When Olympus’ founder and main producer Dennis “X-Max” Keynes got his first chance to sit in on a professional recording session at a well-stocked studio, in a distant land he chooses not to identify, “I’d never been so prepared for anything in my life. I’d badgered this guy who worked there to let me sit in, like literally just be in the room.” For him, the room was enchanted, and he felt he needed to earn his entrance through its hallowed portals. “I had charts, arrangements, diagrams” for every conceivable thing that might happen. “I knew every knob, I lugged in my own back-up equipment in case anything went wrong. This band had two albums out already, and I studied their sound, slowed it down and sped it up and just took those records apart, studying. And I wasn’t even the producer!

“I was barely considered an assistant. I was just in the room. It wasn’t even a big-deal studio, just a good one in a good location that’d gotten a reputation. But I’d never been around so much expensive equipment before, and I didn’t want to blow it. I was basically just in awe.

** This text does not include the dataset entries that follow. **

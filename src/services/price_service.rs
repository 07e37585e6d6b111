use std::future::Future;

use tokio::time::{sleep as async_sleep, Duration};
use tracing::{error, info, warn};

use crate::errors::AppError;
use crate::external::price_provider::{PriceProvider, PriceProviderError};
use crate::models::{IntradayTick, PriceSeries};
use crate::services::failure_cache::{FailureCache, FailureType};

const MAX_RETRIES: u32 = 2;
const RETRY_BASE_DELAY_MS: u64 = 500;

/// Daily history for `ticker`, consulting the failure cache first.
pub async fn fetch_history(
    provider: &dyn PriceProvider,
    failure_cache: &FailureCache,
    ticker: &str,
    days: u32,
) -> Result<PriceSeries, AppError> {
    let key = format!("daily:{}", ticker);
    fetch_with_cache(failure_cache, &key, ticker, provider.name(), move || {
        provider.fetch_daily_history(ticker, days)
    })
    .await
}

/// One session of intraday ticks for `ticker`, consulting the failure cache first.
pub async fn fetch_intraday(
    provider: &dyn PriceProvider,
    failure_cache: &FailureCache,
    ticker: &str,
    interval_minutes: u32,
) -> Result<Vec<IntradayTick>, AppError> {
    let key = format!("intraday:{}:{}", ticker, interval_minutes);
    let ticks = fetch_with_cache(failure_cache, &key, ticker, provider.name(), move || {
        provider.fetch_intraday(ticker, interval_minutes)
    })
    .await?;

    if ticks.is_empty() {
        let err = PriceProviderError::NotFound(ticker.to_string());
        failure_cache.record_failure(&key, &err);
        return Err(err.into());
    }

    Ok(ticks)
}

async fn fetch_with_cache<T, F, Fut>(
    failure_cache: &FailureCache,
    key: &str,
    ticker: &str,
    provider_name: &str,
    fetch: F,
) -> Result<T, AppError>
where
    F: Fn() -> Fut,
    Fut: Future<Output = Result<T, PriceProviderError>>,
{
    if let Some(failure) = failure_cache.is_failed(key) {
        info!(
            "⚠️ Skipping fetch for {} - ticker is in failure cache ({}). Will retry after {}",
            ticker,
            failure.failure_type.as_str(),
            failure.retry_after()
        );
        return Err(match failure.failure_type {
            FailureType::NotFound => {
                AppError::NotFound(format!("No price data found for ticker {}", ticker))
            }
            FailureType::RateLimited => AppError::RateLimited,
            FailureType::ApiError => {
                AppError::External(failure.message)
            }
        });
    }

    // Retry rate limits with a short linear backoff
    let mut retry_count = 0;

    loop {
        match fetch().await {
            Ok(data) => {
                failure_cache.clear(key);
                info!("✓ Fetched {} from {}", key, provider_name);
                return Ok(data);
            }
            Err(PriceProviderError::RateLimited) if retry_count < MAX_RETRIES => {
                retry_count += 1;
                let delay = Duration::from_millis(RETRY_BASE_DELAY_MS * u64::from(retry_count));
                warn!(
                    "Rate limited for ticker {}, retrying in {}ms (attempt {}/{})",
                    ticker,
                    delay.as_millis(),
                    retry_count,
                    MAX_RETRIES
                );
                async_sleep(delay).await;
            }
            Err(e) => {
                failure_cache.record_failure(key, &e);
                match &e {
                    PriceProviderError::NotFound(_) => warn!("✗ No data for {}: {}", ticker, e),
                    _ => error!("✗ Failed to fetch {} from {}: {}", key, provider_name, e),
                }
                return Err(e.into());
            }
        }
    }
}

#[cfg(test)]
mod tests {
    use super::*;
    use crate::external::mock::MockPriceProvider;
    use async_trait::async_trait;
    use chrono::NaiveDate;
    use std::sync::atomic::{AtomicUsize, Ordering};

    struct MissingProvider {
        calls: AtomicUsize,
    }

    #[async_trait]
    impl PriceProvider for MissingProvider {
        async fn fetch_daily_history(
            &self,
            ticker: &str,
            _days: u32,
        ) -> Result<PriceSeries, PriceProviderError> {
            self.calls.fetch_add(1, Ordering::SeqCst);
            Err(PriceProviderError::NotFound(ticker.to_string()))
        }

        async fn fetch_intraday(
            &self,
            _ticker: &str,
            _interval_minutes: u32,
        ) -> Result<Vec<IntradayTick>, PriceProviderError> {
            self.calls.fetch_add(1, Ordering::SeqCst);
            Ok(Vec::new())
        }

        fn name(&self) -> &'static str {
            "missing"
        }
    }

    #[tokio::test]
    async fn test_failed_ticker_is_not_refetched() {
        let provider = MissingProvider { calls: AtomicUsize::new(0) };
        let cache = FailureCache::new();

        let first = fetch_history(&provider, &cache, "NOPE", 30).await;
        let second = fetch_history(&provider, &cache, "NOPE", 30).await;

        assert!(matches!(first, Err(AppError::NotFound(_))));
        assert!(matches!(second, Err(AppError::NotFound(_))));
        assert_eq!(provider.calls.load(Ordering::SeqCst), 1);
    }

    #[tokio::test]
    async fn test_empty_intraday_is_not_found() {
        let provider = MissingProvider { calls: AtomicUsize::new(0) };
        let cache = FailureCache::new();

        let result = fetch_intraday(&provider, &cache, "NOPE", 5).await;

        assert!(matches!(result, Err(AppError::NotFound(_))));
        assert!(cache.is_failed("intraday:NOPE:5").is_some());
    }

    #[tokio::test]
    async fn test_success_leaves_other_failures_alone() {
        let provider =
            MockPriceProvider::new(1).with_anchor(NaiveDate::from_ymd_opt(2024, 3, 15).unwrap());
        let cache = FailureCache::new();
        cache.record_failure("daily:MSFT", &PriceProviderError::RateLimited);

        let series = fetch_history(&provider, &cache, "AAPL", 30).await.unwrap();

        assert_eq!(series.symbol(), "AAPL");
        assert_eq!(cache.len(), 1);
        assert!(cache.is_failed("daily:AAPL").is_none());
    }
}
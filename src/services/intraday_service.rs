use std::io::Write;

use tracing::{debug, info};

use crate::errors::AppError;
use crate::external::price_provider::PriceProvider;
use crate::models::intraday::{all_combination_labels, combination_label};
use crate::models::{
    BehaviorCount, CombinationCount, EnrichedTick, IntradayAnalysis, IntradayInsights,
    IntradaySummary, IntradayTick, MarketBehavior, Trend,
};
use crate::services::failure_cache::FailureCache;
use crate::services::indicators::{mean, rolling_mean};
use crate::services::price_service;

/// Relative distance from the moving average below which a value is Stable.
pub const TREND_THRESHOLD: f64 = 0.001;

/// Fetch one session of ticks for `ticker` and classify them.
pub async fn analyze_intraday(
    provider: &dyn PriceProvider,
    failure_cache: &FailureCache,
    ticker: &str,
    interval_minutes: u32,
    ma_window: usize,
) -> Result<IntradayAnalysis, AppError> {
    let ticks =
        price_service::fetch_intraday(provider, failure_cache, ticker, interval_minutes).await?;

    info!(
        "Analyzing {} intraday ticks for {} ({}m interval, window {})",
        ticks.len(),
        ticker,
        interval_minutes,
        ma_window
    );

    Ok(build_analysis(ticker, interval_minutes, &ticks, ma_window))
}

/// Classify already-fetched ticks and attach summary and insights.
pub fn build_analysis(
    ticker: &str,
    interval_minutes: u32,
    ticks: &[IntradayTick],
    window: usize,
) -> IntradayAnalysis {
    let enriched = analyze_ticks(ticks, window);
    let summary = summarize(&enriched);
    let insights = compute_insights(&enriched, &summary);

    IntradayAnalysis {
        ticker: ticker.to_string(),
        interval_minutes,
        window: window.max(1),
        ticks: enriched,
        summary,
        insights,
    }
}

/// Compare `value` with its moving average.
pub fn classify_trend(value: f64, moving_average: f64) -> Trend {
    if moving_average == 0.0 {
        return Trend::Stable;
    }

    let ratio = (value - moving_average) / moving_average;
    if ratio > TREND_THRESHOLD {
        Trend::Increase
    } else if ratio < -TREND_THRESHOLD {
        Trend::Decrease
    } else {
        Trend::Stable
    }
}

/// Enrich each tick with trailing moving averages, trends, behavior and factor.
///
/// The moving average at tick `i` covers up to `window` ticks ending at `i`;
/// a window of zero is treated as one.
pub fn analyze_ticks(ticks: &[IntradayTick], window: usize) -> Vec<EnrichedTick> {
    let prices: Vec<f64> = ticks.iter().map(|t| t.price).collect();
    let volumes: Vec<f64> = ticks.iter().map(|t| t.volume).collect();
    let price_ma = rolling_mean(&prices, window);
    let volume_ma = rolling_mean(&volumes, window);

    let mut previous_factor: Option<f64> = None;

    ticks
        .iter()
        .enumerate()
        .map(|(i, tick)| {
            let price_trend = classify_trend(tick.price, price_ma[i]);
            let volume_trend = classify_trend(tick.volume, volume_ma[i]);
            let behavior = MarketBehavior::from_trends(price_trend, volume_trend);

            let factor = tick.price * tick.volume;
            let factor_ratio = match previous_factor {
                Some(prev) if prev != 0.0 => factor / prev,
                _ => 1.0,
            };
            previous_factor = Some(factor);

            EnrichedTick {
                timestamp: tick.timestamp,
                price: tick.price,
                volume: tick.volume,
                price_ma: price_ma[i],
                volume_ma: volume_ma[i],
                price_trend,
                price_trend_color: price_trend.color().to_string(),
                volume_trend,
                volume_trend_color: volume_trend.color().to_string(),
                combination: combination_label(price_trend, volume_trend),
                behavior,
                behavior_color: behavior.color().to_string(),
                factor,
                factor_ratio,
            }
        })
        .collect()
}

/// Count behaviors and combinations over an enriched series.
///
/// Every known label is reported, zero counts included; labels outside the
/// known set are ignored. Ties for the most common behavior go to the label
/// that comes first in canonical order.
pub fn summarize(ticks: &[EnrichedTick]) -> IntradaySummary {
    let mut behavior_counts: Vec<BehaviorCount> = MarketBehavior::ALL
        .iter()
        .map(|&behavior| BehaviorCount::empty(behavior))
        .collect();

    let mut combination_counts: Vec<CombinationCount> = all_combination_labels()
        .into_iter()
        .map(|combination| CombinationCount { combination, count: 0 })
        .collect();

    for tick in ticks {
        if let Some(entry) = behavior_counts.iter_mut().find(|c| c.behavior == tick.behavior) {
            entry.count += 1;
        }
        if let Some(entry) = combination_counts
            .iter_mut()
            .find(|c| c.combination == tick.combination)
        {
            entry.count += 1;
        }
    }

    // strict comparison keeps the earliest label on ties
    let (most_common_behavior, most_common_count) = behavior_counts.iter().fold(
        (MarketBehavior::ALL[0], 0),
        |(best, best_count), c| {
            if c.count > best_count {
                (c.behavior, c.count)
            } else {
                (best, best_count)
            }
        },
    );

    debug!(
        "Intraday summary: {} points, most common behavior {} ({})",
        ticks.len(),
        most_common_behavior,
        most_common_count
    );

    IntradaySummary {
        behavior_counts,
        combination_counts,
        most_common_behavior,
        most_common_count,
        total_points: ticks.len(),
    }
}

/// Headline numbers for the latest tick; None for an empty session.
pub fn compute_insights(
    ticks: &[EnrichedTick],
    summary: &IntradaySummary,
) -> Option<IntradayInsights> {
    let first = ticks.first()?;
    let last = ticks.last()?;

    let price_change = last.price - first.price;
    let price_change_pct = if first.price == 0.0 {
        0.0
    } else {
        price_change / first.price * 100.0
    };

    let volumes: Vec<f64> = ticks.iter().map(|t| t.volume).collect();
    let average_volume = mean(&volumes);
    let volume_vs_average_pct = if average_volume == 0.0 {
        0.0
    } else {
        (last.volume - average_volume) / average_volume * 100.0
    };

    Some(IntradayInsights {
        current_price: last.price,
        price_change,
        price_change_pct,
        current_volume: last.volume,
        average_volume,
        volume_vs_average_pct,
        latest_behavior: last.behavior,
        latest_combination: last.combination.clone(),
        latest_factor_ratio: last.factor_ratio,
        factor_change_pct: (last.factor_ratio - 1.0) * 100.0,
        buying_pressure_pct: summary.behavior_share(MarketBehavior::BuyingPressure),
        selling_pressure_pct: summary.behavior_share(MarketBehavior::SellingPressure),
        stable_market_pct: summary.behavior_share(MarketBehavior::StableMarket),
    })
}

/// Write the enriched ticks as CSV, rounded the way the dashboard table shows them.
///
/// Tick times are written in UTC and the header says so.
pub fn write_intraday_csv<W: Write>(
    analysis: &IntradayAnalysis,
    writer: W,
) -> Result<(), csv::Error> {
    let mut wtr = csv::Writer::from_writer(writer);

    wtr.write_record([
        "Timestamp_UTC",
        "Price",
        "Volume",
        "Price_MA",
        "Volume_MA",
        "Price_Trend",
        "Volume_Trend",
        "Combination",
        "Behavior",
        "Factor",
        "Factor_Ratio",
    ])?;

    for tick in &analysis.ticks {
        wtr.write_record([
            tick.timestamp.format("%H:%M:%S").to_string(),
            format!("{:.2}", tick.price),
            format!("{:.0}", tick.volume),
            format!("{:.2}", tick.price_ma),
            format!("{:.0}", tick.volume_ma),
            tick.price_trend.to_string(),
            tick.volume_trend.to_string(),
            tick.combination.clone(),
            tick.behavior.to_string(),
            format!("{:.0}", tick.factor),
            format!("{:.3}", tick.factor_ratio),
        ])?;
    }

    wtr.flush()?;
    Ok(())
}
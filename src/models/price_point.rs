use chrono::{DateTime, NaiveDate, Utc};
use serde::{Deserialize, Serialize};
use thiserror::Error;

// One trading day of OHLCV data for a ticker.
#[derive(Debug, Clone, PartialEq, Serialize, Deserialize)]
pub struct PricePoint {
    pub date: NaiveDate,
    pub open: f64,
    pub high: f64,
    pub low: f64,
    pub close: f64,
    pub adj_close: f64,
    pub volume: f64,
}

impl PricePoint {
    /// Point where every price field equals `close` (useful for synthetic data).
    pub fn flat(date: NaiveDate, close: f64, volume: f64) -> Self {
        Self {
            date,
            open: close,
            high: close,
            low: close,
            close,
            adj_close: close,
            volume,
        }
    }
}

#[derive(Debug, Error, PartialEq)]
pub enum SeriesError {
    #[error("price series for {0} is empty")]
    Empty(String),

    #[error("price series for {symbol} is not strictly increasing at index {index} ({date})")]
    OutOfOrder {
        symbol: String,
        index: usize,
        date: NaiveDate,
    },
}

/// Chronological daily history for one symbol.
///
/// Only constructible through [`PriceSeries::new`], which guarantees the series
/// is non-empty and its dates are strictly increasing.
#[derive(Debug, Clone, Serialize)]
pub struct PriceSeries {
    symbol: String,
    points: Vec<PricePoint>,
    last_updated: DateTime<Utc>,
}

impl PriceSeries {
    pub fn new(symbol: impl Into<String>, points: Vec<PricePoint>) -> Result<Self, SeriesError> {
        let symbol = symbol.into();

        if points.is_empty() {
            return Err(SeriesError::Empty(symbol));
        }

        if let Some(index) = points
            .windows(2)
            .position(|w| w[1].date <= w[0].date)
        {
            return Err(SeriesError::OutOfOrder {
                date: points[index + 1].date,
                index: index + 1,
                symbol,
            });
        }

        Ok(Self {
            symbol,
            points,
            last_updated: Utc::now(),
        })
    }

    pub fn symbol(&self) -> &str {
        &self.symbol
    }

    pub fn points(&self) -> &[PricePoint] {
        &self.points
    }

    pub fn last_updated(&self) -> DateTime<Utc> {
        self.last_updated
    }

    pub fn len(&self) -> usize {
        self.points.len()
    }

    /// Always false; kept for clippy's `len_without_is_empty`.
    pub fn is_empty(&self) -> bool {
        self.points.is_empty()
    }

    pub fn latest(&self) -> &PricePoint {
        // non-empty by construction
        &self.points[self.points.len() - 1]
    }

    pub fn closes(&self) -> Vec<f64> {
        self.points.iter().map(|p| p.close).collect()
    }

    pub fn volumes(&self) -> Vec<f64> {
        self.points.iter().map(|p| p.volume).collect()
    }
}

#[cfg(test)]
mod tests {
    use super::*;

    fn day(d: u32) -> NaiveDate {
        NaiveDate::from_ymd_opt(2024, 3, d).unwrap()
    }

    #[test]
    fn test_series_rejects_empty() {
        let err = PriceSeries::new("AAPL", vec![]).unwrap_err();
        assert_eq!(err, SeriesError::Empty("AAPL".to_string()));
    }

    #[test]
    fn test_series_rejects_duplicate_dates() {
        let points = vec![
            PricePoint::flat(day(1), 10.0, 100.0),
            PricePoint::flat(day(2), 11.0, 100.0),
            PricePoint::flat(day(2), 12.0, 100.0),
        ];

        match PriceSeries::new("AAPL", points) {
            Err(SeriesError::OutOfOrder { index, .. }) => assert_eq!(index, 2),
            other => panic!("expected OutOfOrder, got {:?}", other),
        }
    }

    #[test]
    fn test_series_accessors() {
        let points = vec![
            PricePoint::flat(day(1), 10.0, 100.0),
            PricePoint::flat(day(4), 12.0, 300.0),
        ];
        let series = PriceSeries::new("MSFT", points).unwrap();

        assert_eq!(series.symbol(), "MSFT");
        assert_eq!(series.len(), 2);
        assert_eq!(series.latest().close, 12.0);
        assert_eq!(series.closes(), vec![10.0, 12.0]);
        assert_eq!(series.volumes(), vec![100.0, 300.0]);
    }
}
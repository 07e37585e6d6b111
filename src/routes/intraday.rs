use axum::extract::{Path, Query, State};
use axum::response::IntoResponse;
use axum::routing::get;
use axum::{Json, Router};
use http::header;
use tracing::{error, info};

use crate::errors::AppError;
use crate::models::IntradayAnalysis;
use crate::routes::params::{normalize_ticker, IntradayQuery};
use crate::services::intraday_service;
use crate::state::AppState;

pub fn router() -> Router<AppState> {
    Router::new()
        .route("/:ticker", get(get_intraday))
        .route("/:ticker/csv", get(get_intraday_csv))
}

async fn load_analysis(
    state: &AppState,
    raw_ticker: &str,
    query: &IntradayQuery,
) -> Result<IntradayAnalysis, AppError> {
    let ticker = normalize_ticker(raw_ticker)?;
    let (interval, window) = query.resolve()?;

    intraday_service::analyze_intraday(
        state.price_provider.as_ref(),
        &state.failure_cache,
        &ticker,
        interval,
        window,
    )
    .await
    .map_err(|e| {
        error!("Failed to analyze intraday data for {}: {}", ticker, e);
        e
    })
}

pub async fn get_intraday(
    Path(ticker): Path<String>,
    Query(query): Query<IntradayQuery>,
    State(state): State<AppState>,
) -> Result<Json<IntradayAnalysis>, AppError> {
    info!("GET /intraday/{} - Classifying intraday trends", ticker);
    let analysis = load_analysis(&state, &ticker, &query).await?;
    Ok(Json(analysis))
}

pub async fn get_intraday_csv(
    Path(ticker): Path<String>,
    Query(query): Query<IntradayQuery>,
    State(state): State<AppState>,
) -> Result<impl IntoResponse, AppError> {
    info!("GET /intraday/{}/csv - Exporting intraday analysis", ticker);
    let analysis = load_analysis(&state, &ticker, &query).await?;

    let mut body = Vec::new();
    intraday_service::write_intraday_csv(&analysis, &mut body)?;

    let disposition = format!(
        "attachment; filename=\"{}_intraday_analysis.csv\"",
        analysis.ticker
    );

    Ok((
        [
            (header::CONTENT_TYPE, "text/csv; charset=utf-8".to_string()),
            (header::CONTENT_DISPOSITION, disposition),
        ],
        body,
    ))
}
use std::sync::LazyLock;

use regex::Regex;
use serde::Deserialize;

use crate::errors::AppError;

pub const MIN_HISTORY_DAYS: u32 = 1;
pub const MAX_HISTORY_DAYS: u32 = 1825;

/// Bar sizes offered for intraday analysis, in minutes.
pub const INTRADAY_INTERVALS: [u32; 6] = [1, 2, 5, 15, 30, 60];
pub const DEFAULT_INTERVAL: u32 = 5;

pub const MIN_WINDOW: usize = 1;
pub const MAX_WINDOW: usize = 20;
pub const DEFAULT_WINDOW: usize = 3;

static TICKER_RE: LazyLock<Option<Regex>> =
    LazyLock::new(|| Regex::new(r"^[A-Z0-9.\-^]{1,12}$").ok());

/// Upper-case and validate a ticker from the URL path.
pub fn normalize_ticker(raw: &str) -> Result<String, AppError> {
    let ticker = raw.trim().to_uppercase();
    if TICKER_RE.as_ref().is_some_and(|re| re.is_match(&ticker)) {
        Ok(ticker)
    } else {
        Err(AppError::Validation(format!("Invalid ticker symbol: {}", raw)))
    }
}

#[derive(Debug, Default, Deserialize)]
pub struct HistoryQuery {
    pub days: Option<u32>,
}

impl HistoryQuery {
    pub fn resolve(&self, default_days: u32) -> Result<u32, AppError> {
        let days = self.days.unwrap_or(default_days);
        if (MIN_HISTORY_DAYS..=MAX_HISTORY_DAYS).contains(&days) {
            Ok(days)
        } else {
            Err(AppError::Validation(format!(
                "days must be between {} and {}, got {}",
                MIN_HISTORY_DAYS, MAX_HISTORY_DAYS, days
            )))
        }
    }
}

#[derive(Debug, Default, Deserialize)]
pub struct IntradayQuery {
    pub interval: Option<u32>,
    pub window: Option<usize>,
}

impl IntradayQuery {
    /// (interval minutes, moving average window)
    pub fn resolve(&self) -> Result<(u32, usize), AppError> {
        let interval = self.interval.unwrap_or(DEFAULT_INTERVAL);
        if !INTRADAY_INTERVALS.contains(&interval) {
            return Err(AppError::Validation(format!(
                "interval must be one of {:?} minutes, got {}",
                INTRADAY_INTERVALS, interval
            )));
        }

        let window = self.window.unwrap_or(DEFAULT_WINDOW);
        if !(MIN_WINDOW..=MAX_WINDOW).contains(&window) {
            return Err(AppError::Validation(format!(
                "window must be between {} and {}, got {}",
                MIN_WINDOW, MAX_WINDOW, window
            )));
        }

        Ok((interval, window))
    }
}
pub mod mock;
pub mod price_provider;
pub mod yahoo;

“So I show up at the studio early, like hours before the session, and there’s nothing to do but wait in the waiting room. Finally it’s time, and the band that’s there leaves the studio. I go in there and it’s just more waiting. I don’t even want to touch anything. I’m just looking at my notes, going over my homework, expecting this life-changing experience. “And I wait a really long time. So long that I’m sure that something’s gone horribly wrong, like I’m in the wrong place or the band had a car crash. What else could be keeping them? One of the engineers would sometimes look in at me, but nobody said anything. They must have thought I was crazy.

“Like two hours later—really, two hours, of course to me it seemed like 20 but two is a lot—the musicians finally arrive. They’ve got their manager with them, and some guys who I think were just friends, not anybody, you know, important to the organization. And girlfriends. They brought girlfriends! That was just a mindblower for me, an abomination, the most unprofessional behavior I could imagine. Like, who brings their girlfriends to work?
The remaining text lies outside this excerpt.